Input data →

———

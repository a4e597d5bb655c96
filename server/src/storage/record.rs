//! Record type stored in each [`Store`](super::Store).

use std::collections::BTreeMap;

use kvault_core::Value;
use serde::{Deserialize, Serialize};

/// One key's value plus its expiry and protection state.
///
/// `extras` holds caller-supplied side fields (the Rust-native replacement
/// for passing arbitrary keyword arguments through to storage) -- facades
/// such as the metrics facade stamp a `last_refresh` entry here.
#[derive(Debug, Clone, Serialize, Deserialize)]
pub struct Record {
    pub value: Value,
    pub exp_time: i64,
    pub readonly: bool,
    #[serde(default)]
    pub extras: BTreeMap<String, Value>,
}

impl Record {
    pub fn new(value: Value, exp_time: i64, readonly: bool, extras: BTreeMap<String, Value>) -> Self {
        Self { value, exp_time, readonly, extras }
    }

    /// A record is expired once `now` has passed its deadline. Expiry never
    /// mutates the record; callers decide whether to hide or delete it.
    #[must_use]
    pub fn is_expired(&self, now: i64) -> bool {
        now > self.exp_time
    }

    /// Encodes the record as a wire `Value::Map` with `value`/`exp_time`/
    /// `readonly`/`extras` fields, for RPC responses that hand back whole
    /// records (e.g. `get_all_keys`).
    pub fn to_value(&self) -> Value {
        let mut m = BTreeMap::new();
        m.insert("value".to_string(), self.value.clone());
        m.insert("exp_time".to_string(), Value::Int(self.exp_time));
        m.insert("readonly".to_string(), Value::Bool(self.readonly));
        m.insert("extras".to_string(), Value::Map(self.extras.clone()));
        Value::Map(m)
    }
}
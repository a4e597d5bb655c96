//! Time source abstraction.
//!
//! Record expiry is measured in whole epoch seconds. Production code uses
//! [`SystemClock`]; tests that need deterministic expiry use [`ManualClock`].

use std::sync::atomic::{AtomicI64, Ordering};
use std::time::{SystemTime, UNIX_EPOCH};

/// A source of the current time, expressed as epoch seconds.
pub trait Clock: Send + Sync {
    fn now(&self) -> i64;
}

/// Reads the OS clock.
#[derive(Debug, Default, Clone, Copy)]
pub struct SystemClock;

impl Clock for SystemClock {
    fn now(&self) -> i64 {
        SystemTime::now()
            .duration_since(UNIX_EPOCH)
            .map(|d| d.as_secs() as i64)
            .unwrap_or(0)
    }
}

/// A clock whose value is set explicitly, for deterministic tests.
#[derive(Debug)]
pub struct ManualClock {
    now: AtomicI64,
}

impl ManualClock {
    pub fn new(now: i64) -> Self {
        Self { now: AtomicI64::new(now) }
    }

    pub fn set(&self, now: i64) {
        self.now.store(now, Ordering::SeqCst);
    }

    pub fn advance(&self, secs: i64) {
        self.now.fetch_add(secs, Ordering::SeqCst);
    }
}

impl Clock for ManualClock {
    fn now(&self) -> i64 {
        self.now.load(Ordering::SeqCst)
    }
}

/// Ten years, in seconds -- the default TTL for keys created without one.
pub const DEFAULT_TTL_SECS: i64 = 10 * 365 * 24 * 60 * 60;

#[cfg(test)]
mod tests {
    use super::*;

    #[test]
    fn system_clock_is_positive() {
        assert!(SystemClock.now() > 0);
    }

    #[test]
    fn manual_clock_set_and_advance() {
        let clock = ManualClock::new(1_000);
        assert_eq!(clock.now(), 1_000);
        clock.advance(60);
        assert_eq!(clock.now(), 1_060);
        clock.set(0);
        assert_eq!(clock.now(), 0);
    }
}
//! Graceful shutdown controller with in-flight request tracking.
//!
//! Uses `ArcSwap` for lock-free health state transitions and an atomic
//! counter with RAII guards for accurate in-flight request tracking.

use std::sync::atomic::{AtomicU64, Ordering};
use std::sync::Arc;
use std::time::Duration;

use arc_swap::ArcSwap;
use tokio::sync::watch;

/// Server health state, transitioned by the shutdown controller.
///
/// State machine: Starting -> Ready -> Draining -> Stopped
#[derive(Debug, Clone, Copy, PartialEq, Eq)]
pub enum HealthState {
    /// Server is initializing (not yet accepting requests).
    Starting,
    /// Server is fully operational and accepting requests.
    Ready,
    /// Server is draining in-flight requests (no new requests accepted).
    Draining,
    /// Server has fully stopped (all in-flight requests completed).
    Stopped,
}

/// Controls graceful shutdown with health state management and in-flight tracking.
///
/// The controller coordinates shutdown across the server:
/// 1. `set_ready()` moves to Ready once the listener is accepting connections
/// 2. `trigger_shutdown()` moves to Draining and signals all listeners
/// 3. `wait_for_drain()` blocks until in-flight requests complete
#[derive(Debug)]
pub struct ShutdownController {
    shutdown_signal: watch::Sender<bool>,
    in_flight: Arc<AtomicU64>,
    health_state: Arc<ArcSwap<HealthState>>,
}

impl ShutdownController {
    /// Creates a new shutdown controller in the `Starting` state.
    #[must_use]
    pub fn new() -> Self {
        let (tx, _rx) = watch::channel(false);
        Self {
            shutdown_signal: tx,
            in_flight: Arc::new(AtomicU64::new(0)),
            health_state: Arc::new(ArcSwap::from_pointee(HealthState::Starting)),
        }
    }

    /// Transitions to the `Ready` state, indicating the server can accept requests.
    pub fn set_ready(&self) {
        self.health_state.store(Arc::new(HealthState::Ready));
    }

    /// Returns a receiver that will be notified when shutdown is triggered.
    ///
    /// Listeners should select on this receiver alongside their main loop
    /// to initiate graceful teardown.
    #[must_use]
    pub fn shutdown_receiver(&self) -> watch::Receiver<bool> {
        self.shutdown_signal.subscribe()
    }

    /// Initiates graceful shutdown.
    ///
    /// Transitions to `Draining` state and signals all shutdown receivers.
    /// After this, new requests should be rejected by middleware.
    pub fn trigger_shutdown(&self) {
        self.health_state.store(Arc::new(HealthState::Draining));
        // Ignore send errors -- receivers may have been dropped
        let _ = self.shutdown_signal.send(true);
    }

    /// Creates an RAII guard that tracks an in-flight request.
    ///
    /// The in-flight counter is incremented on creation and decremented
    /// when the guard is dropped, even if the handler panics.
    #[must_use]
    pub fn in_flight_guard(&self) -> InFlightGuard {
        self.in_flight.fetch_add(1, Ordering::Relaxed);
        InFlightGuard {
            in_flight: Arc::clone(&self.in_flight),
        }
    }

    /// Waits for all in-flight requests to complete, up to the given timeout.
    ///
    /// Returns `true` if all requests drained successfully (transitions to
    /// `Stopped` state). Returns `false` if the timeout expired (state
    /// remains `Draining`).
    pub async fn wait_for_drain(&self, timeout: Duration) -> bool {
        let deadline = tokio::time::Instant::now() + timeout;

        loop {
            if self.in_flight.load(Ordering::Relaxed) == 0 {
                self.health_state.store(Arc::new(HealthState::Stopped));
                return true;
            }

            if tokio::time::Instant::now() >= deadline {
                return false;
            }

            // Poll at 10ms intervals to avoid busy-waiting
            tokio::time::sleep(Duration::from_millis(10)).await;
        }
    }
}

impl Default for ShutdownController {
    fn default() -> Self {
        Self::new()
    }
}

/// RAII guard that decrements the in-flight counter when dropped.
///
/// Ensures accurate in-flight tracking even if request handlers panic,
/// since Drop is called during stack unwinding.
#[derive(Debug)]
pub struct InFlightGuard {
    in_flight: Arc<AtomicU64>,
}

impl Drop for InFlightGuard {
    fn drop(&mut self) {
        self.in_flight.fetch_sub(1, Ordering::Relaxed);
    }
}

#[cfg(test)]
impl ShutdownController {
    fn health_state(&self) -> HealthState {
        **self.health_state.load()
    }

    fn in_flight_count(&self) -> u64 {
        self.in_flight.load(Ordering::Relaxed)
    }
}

———

Exercise details → Return the entries in full. Do not alter them.

Solved problem →
repository a4e597d5bb655c96
filename server/src/storage/record.rs
//! Record type stored in each [`Store`](super::Store).

use std::collections::BTreeMap;

use kvault_core::Value;
use serde::{Deserialize, Serialize};

/// One key's value plus its expiry and protection state.
///
/// `extras` holds caller-supplied side fields (the Rust-native replacement
/// for passing arbitrary keyword arguments through to storage) -- facades
/// such as the metrics facade stamp a `last_refresh` entry here.
#[derive(Debug, Clone, Serialize, Deserialize)]
pub struct Record {
    pub value: Value,
    pub exp_time: i64,
    pub readonly: bool,
    #[serde(default)]
    pub extras: BTreeMap<String, Value>,
}

impl Record {
    pub fn new(value: Value, exp_time: i64, readonly: bool, extras: BTreeMap<String, Value>) -> Self {
        Self { value, exp_time, readonly, extras }
    }

    /// A record is expired once `now` has passed its deadline. Expiry never
    /// mutates the record; callers decide whether to hide or delete it.
    #[must_use]
    pub fn is_expired(&self, now: i64) -> bool {
        now > self.exp_time
    }

    /// Encodes the record as a wire `Value::Map` with `value`/`exp_time`/
    /// `readonly`/`extras` fields, for RPC responses that hand back whole
    /// records (e.g. `get_all_keys`).
    pub fn to_value(&self) -> Value {
        let mut m = BTreeMap::new();
        m.insert("value".to_string(), self.value.clone());
        m.insert("exp_time".to_string(), Value::Int(self.exp_time));
        m.insert("readonly".to_string(), Value::Bool(self.readonly));
        m.insert("extras".to_string(), Value::Map(self.extras.clone()));
        Value::Map(m)
    }
}
repository a4e597d5bb655c96
//! Time source abstraction.
//!
//! Record expiry is measured in whole epoch seconds. Production code uses
//! [`SystemClock`]; tests that need deterministic expiry use [`ManualClock`].

use std::sync::atomic::{AtomicI64, Ordering};
use std::time::{SystemTime, UNIX_EPOCH};

/// A source of the current time, expressed as epoch seconds.
pub trait Clock: Send + Sync {
    fn now(&self) -> i64;
}

/// Reads the OS clock.
#[derive(Debug, Default, Clone, Copy)]
pub struct SystemClock;

impl Clock for SystemClock {
    fn now(&self) -> i64 {
        SystemTime::now()
            .duration_since(UNIX_EPOCH)
            .map(|d| d.as_secs() as i64)
            .unwrap_or(0)
    }
}

/// A clock whose value is set explicitly, for deterministic tests.
#[derive(Debug)]
pub struct ManualClock {
    now: AtomicI64,
}

impl ManualClock {
    pub fn new(now: i64) -> Self {
        Self { now: AtomicI64::new(now) }
    }

    pub fn set(&self, now: i64) {
        self.now.store(now, Ordering::SeqCst);
    }

    pub fn advance(&self, secs: i64) {
        self.now.fetch_add(secs, Ordering::SeqCst);
    }
}

impl Clock for ManualClock {
    fn now(&self) -> i64 {
        self.now.load(Ordering::SeqCst)
    }
}

/// Ten years, in seconds -- the default TTL for keys created without one.
pub const DEFAULT_TTL_SECS: i64 = 10 * 365 * 24 * 60 * 60;

#[cfg(test)]
mod tests {
    use super::*;

    #[test]
    fn system_clock_is_positive() {
        assert!(SystemClock.now() > 0);
    }

    #[test]
    fn manual_clock_set_and_advance() {
        let clock = ManualClock::new(1_000);
        assert_eq!(clock.now(), 1_000);
        clock.advance(60);
        assert_eq!(clock.now(), 1_060);
        clock.set(0);
        assert_eq!(clock.now(), 0);
    }
}
//! Graceful shutdown controller with in-flight request tracking.
//!
//! Uses `ArcSwap` for lock-free health state transitions and an atomic
//! counter with RAII guards for accurate in-flight request tracking.

use std::sync::atomic::{AtomicU64, Ordering};
use std::sync::Arc;
use std::time::Duration;

use arc_swap::ArcSwap;
use tokio::sync::watch;

/// Server health state, transitioned by the shutdown controller.
///
/// State machine: Starting -> Ready -> Draining -> Stopped
#[derive(Debug, Clone, Copy, PartialEq, Eq)]
pub enum HealthState {
    /// Server is initializing (not yet accepting requests).
    Starting,
    /// Server is fully operational and accepting requests.
    Ready,
    /// Server is draining in-flight requests (no new requests accepted).
    Draining,
    /// Server has fully stopped (all in-flight requests completed).
    Stopped,
}

/// Controls graceful shutdown with health state management and in-flight tracking.
///
/// The controller coordinates shutdown across the server:
/// 1. `set_ready()` moves to Ready once the listener is accepting connections
/// 2. `trigger_shutdown()` moves to Draining and signals all listeners
/// 3. `wait_for_drain()` blocks until in-flight requests complete
#[derive(Debug)]
pub struct ShutdownController {
    shutdown_signal: watch::Sender<bool>,
    in_flight: Arc<AtomicU64>,
    health_state: Arc<ArcSwap<HealthState>>,
}

impl ShutdownController {
    /// Creates a new shutdown controller in the `Starting` state.
    #[must_use]
    pub fn new() -> Self {
        let (tx, _rx) = watch::channel(false);
        Self {
            shutdown_signal: tx,
            in_flight: Arc::new(AtomicU64::new(0)),
            health_state: Arc::new(ArcSwap::from_pointee(HealthState::Starting)),
        }
    }

    /// Transitions to the `Ready` state, indicating the server can accept requests.
    pub fn set_ready(&self) {
        self.health_state.store(Arc::new(HealthState::Ready));
    }

    /// Returns a receiver that will be notified when shutdown is triggered.
    ///
    /// Listeners should select on this receiver alongside their main loop
    /// to initiate graceful teardown.
    #[must_use]
    pub fn shutdown_receiver(&self) -> watch::Receiver<bool> {
        self.shutdown_signal.subscribe()
    }

    /// Initiates graceful shutdown.
    ///
    /// Transitions to `Draining` state and signals all shutdown receivers.
    /// After this, new requests should be rejected by middleware.
    pub fn trigger_shutdown(&self) {
        self.health_state.store(Arc::new(HealthState::Draining));
        // Ignore send errors -- receivers may have been dropped
        let _ = self.shutdown_signal.send(true);
    }

    /// Creates an RAII guard that tracks an in-flight request.
    ///
    /// The in-flight counter is incremented on creation and decremented
    /// when the guard is dropped, even if the handler panics.
    #[must_use]
    pub fn in_flight_guard(&self) -> InFlightGuard {
        self.in_flight.fetch_add(1, Ordering::Relaxed);
        InFlightGuard {
            in_flight: Arc::clone(&self.in_flight),
        }
    }

    /// Waits for all in-flight requests to complete, up to the given timeout.
    ///
    /// Returns `true` if all requests drained successfully (transitions to
    /// `Stopped` state). Returns `false` if the timeout expired (state
    /// remains `Draining`).
    pub async fn wait_for_drain(&self, timeout: Duration) -> bool {
        let deadline = tokio::time::Instant::now() + timeout;

        loop {
            if self.in_flight.load(Ordering::Relaxed) == 0 {
                self.health_state.store(Arc::new(HealthState::Stopped));
                return true;
            }

            if tokio::time::Instant::now() >= deadline {
                return false;
            }

            // Poll at 10ms intervals to avoid busy-waiting
            tokio::time::sleep(Duration::from_millis(10)).await;
        }
    }
}

impl Default for ShutdownController {
    fn default() -> Self {
        Self::new()
    }
}

/// RAII guard that decrements the in-flight counter when dropped.
///
/// Ensures accurate in-flight tracking even if request handlers panic,
/// since Drop is called during stack unwinding.
#[derive(Debug)]
pub struct InFlightGuard {
    in_flight: Arc<AtomicU64>,
}

impl Drop for InFlightGuard {
    fn drop(&mut self) {
        self.in_flight.fetch_sub(1, Ordering::Relaxed);
    }
}

#[cfg(test)]
impl ShutdownController {
    fn health_state(&self) -> HealthState {
        **self.health_state.load()
    }

    fn in_flight_count(&self) -> u64 {
        self.in_flight.load(Ordering::Relaxed)
    }
}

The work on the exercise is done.